## [Required action]
Which lines of the data contain the string "that"? Show each of them.

## [Information supplied]

+ + + + +

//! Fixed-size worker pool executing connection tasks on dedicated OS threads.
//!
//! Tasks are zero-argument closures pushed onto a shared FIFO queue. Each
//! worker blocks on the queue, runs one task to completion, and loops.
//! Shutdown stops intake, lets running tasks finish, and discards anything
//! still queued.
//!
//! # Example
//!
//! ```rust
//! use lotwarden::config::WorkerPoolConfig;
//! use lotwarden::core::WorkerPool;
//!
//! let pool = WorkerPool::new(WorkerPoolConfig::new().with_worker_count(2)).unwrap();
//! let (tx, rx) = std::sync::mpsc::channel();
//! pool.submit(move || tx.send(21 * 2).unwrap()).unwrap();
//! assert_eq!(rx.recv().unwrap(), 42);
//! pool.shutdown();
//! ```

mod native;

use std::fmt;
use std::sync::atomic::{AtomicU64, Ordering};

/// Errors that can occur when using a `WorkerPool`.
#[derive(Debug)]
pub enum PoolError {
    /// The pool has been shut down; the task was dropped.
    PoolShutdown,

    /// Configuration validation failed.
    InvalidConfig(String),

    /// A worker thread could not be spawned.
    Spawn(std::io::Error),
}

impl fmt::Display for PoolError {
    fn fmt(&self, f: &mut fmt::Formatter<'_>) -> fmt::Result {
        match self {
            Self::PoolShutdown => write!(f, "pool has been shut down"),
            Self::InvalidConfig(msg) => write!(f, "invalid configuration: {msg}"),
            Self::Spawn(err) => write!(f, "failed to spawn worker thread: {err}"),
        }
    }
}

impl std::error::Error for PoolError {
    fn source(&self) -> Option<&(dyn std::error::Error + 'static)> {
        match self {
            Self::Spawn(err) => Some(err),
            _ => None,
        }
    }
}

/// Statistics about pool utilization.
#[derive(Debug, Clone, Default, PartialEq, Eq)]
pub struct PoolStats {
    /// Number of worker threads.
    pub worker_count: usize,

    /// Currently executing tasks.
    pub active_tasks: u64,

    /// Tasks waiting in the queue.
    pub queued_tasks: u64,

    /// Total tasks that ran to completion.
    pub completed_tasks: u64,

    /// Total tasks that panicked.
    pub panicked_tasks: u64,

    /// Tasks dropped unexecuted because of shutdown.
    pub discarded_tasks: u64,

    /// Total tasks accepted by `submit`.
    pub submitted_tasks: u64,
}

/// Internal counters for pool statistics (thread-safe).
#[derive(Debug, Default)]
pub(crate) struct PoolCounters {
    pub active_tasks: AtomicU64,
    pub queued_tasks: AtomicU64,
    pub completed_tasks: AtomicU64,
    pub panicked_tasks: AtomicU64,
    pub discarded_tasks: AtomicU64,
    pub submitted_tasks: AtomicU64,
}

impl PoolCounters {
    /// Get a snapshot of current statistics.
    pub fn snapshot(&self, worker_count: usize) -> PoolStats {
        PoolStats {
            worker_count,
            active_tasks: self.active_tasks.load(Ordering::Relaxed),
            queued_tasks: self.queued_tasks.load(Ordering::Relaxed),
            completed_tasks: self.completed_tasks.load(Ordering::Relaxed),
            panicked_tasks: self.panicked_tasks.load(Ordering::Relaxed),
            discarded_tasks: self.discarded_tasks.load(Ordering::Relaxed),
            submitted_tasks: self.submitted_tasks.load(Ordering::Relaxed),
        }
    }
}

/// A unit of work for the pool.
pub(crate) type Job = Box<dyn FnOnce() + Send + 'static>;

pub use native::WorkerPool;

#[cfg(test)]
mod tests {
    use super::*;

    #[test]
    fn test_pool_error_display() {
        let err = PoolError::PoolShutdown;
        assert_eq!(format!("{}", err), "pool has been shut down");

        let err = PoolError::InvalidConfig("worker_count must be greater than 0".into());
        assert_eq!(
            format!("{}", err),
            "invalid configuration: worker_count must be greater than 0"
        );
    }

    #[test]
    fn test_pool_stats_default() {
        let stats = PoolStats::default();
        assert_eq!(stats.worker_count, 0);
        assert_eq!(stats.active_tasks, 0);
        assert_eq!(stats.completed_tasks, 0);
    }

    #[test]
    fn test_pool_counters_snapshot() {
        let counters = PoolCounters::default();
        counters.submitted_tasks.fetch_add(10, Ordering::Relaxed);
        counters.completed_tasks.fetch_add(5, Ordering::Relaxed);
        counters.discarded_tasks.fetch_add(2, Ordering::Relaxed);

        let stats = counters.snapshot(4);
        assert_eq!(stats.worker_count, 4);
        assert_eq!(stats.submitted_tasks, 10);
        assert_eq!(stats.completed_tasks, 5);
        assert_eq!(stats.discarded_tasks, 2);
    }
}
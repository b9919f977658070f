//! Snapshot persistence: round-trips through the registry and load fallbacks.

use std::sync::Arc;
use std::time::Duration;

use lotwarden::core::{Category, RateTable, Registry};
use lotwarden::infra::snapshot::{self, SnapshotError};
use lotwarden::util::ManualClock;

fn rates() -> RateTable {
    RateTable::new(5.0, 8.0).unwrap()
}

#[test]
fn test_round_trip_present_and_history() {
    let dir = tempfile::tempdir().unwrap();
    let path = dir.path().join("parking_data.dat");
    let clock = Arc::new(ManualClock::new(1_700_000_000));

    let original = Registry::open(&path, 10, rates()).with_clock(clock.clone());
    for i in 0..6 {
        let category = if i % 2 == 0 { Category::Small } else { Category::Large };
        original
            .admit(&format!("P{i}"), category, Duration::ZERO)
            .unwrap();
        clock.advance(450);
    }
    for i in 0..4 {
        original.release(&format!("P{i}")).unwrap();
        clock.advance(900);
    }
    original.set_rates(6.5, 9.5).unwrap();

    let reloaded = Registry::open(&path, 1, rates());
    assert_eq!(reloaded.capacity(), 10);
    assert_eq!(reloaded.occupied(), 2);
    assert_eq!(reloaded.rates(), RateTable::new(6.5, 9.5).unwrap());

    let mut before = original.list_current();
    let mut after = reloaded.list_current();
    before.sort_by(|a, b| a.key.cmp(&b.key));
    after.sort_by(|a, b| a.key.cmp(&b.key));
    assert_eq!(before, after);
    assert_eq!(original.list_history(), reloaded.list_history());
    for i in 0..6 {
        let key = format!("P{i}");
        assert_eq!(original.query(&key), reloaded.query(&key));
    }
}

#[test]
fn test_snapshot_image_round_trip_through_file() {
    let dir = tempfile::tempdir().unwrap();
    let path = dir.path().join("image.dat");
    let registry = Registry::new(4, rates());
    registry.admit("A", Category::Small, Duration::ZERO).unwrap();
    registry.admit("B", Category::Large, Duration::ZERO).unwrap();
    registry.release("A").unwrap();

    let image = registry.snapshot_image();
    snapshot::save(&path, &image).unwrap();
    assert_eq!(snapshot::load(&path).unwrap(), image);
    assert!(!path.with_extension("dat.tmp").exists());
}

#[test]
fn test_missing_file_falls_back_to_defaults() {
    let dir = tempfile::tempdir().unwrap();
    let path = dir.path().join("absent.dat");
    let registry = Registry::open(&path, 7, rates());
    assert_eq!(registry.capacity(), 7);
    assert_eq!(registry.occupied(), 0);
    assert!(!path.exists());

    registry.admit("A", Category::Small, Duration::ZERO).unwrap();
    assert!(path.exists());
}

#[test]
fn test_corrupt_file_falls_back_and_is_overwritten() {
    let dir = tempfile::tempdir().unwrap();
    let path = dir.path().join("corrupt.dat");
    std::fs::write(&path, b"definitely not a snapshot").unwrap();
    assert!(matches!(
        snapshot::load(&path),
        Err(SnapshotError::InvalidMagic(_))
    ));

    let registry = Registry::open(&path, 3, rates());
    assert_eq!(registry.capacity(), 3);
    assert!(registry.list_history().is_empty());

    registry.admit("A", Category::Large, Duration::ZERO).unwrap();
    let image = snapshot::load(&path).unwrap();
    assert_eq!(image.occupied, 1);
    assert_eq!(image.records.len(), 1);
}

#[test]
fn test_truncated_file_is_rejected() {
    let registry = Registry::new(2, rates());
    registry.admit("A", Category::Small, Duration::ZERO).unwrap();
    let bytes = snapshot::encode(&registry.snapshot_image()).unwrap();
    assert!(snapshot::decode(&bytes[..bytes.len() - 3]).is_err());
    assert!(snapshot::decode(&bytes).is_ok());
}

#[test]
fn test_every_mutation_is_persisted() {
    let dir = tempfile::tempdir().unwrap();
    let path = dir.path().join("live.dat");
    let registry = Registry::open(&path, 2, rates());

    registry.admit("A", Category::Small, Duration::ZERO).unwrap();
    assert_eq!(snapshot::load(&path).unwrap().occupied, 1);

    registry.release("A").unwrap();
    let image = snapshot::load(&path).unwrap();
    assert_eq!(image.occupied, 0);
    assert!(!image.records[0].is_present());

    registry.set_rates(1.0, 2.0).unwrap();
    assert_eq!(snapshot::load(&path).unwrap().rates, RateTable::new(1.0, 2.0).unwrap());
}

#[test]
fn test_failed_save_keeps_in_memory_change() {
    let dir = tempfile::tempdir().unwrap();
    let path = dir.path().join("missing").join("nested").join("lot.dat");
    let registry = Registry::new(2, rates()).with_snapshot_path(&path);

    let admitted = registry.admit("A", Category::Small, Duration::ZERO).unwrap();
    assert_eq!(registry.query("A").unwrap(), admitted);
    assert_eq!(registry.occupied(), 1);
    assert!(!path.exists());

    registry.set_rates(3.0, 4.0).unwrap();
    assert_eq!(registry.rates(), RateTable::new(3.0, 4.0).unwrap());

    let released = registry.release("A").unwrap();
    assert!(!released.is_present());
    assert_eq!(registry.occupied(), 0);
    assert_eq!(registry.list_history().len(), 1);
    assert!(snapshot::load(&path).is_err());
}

+ + + + +

## [Answer box]
/// Errors that can occur when using a `WorkerPool`.
    /// Total tasks that ran to completion.
    /// Total tasks that panicked.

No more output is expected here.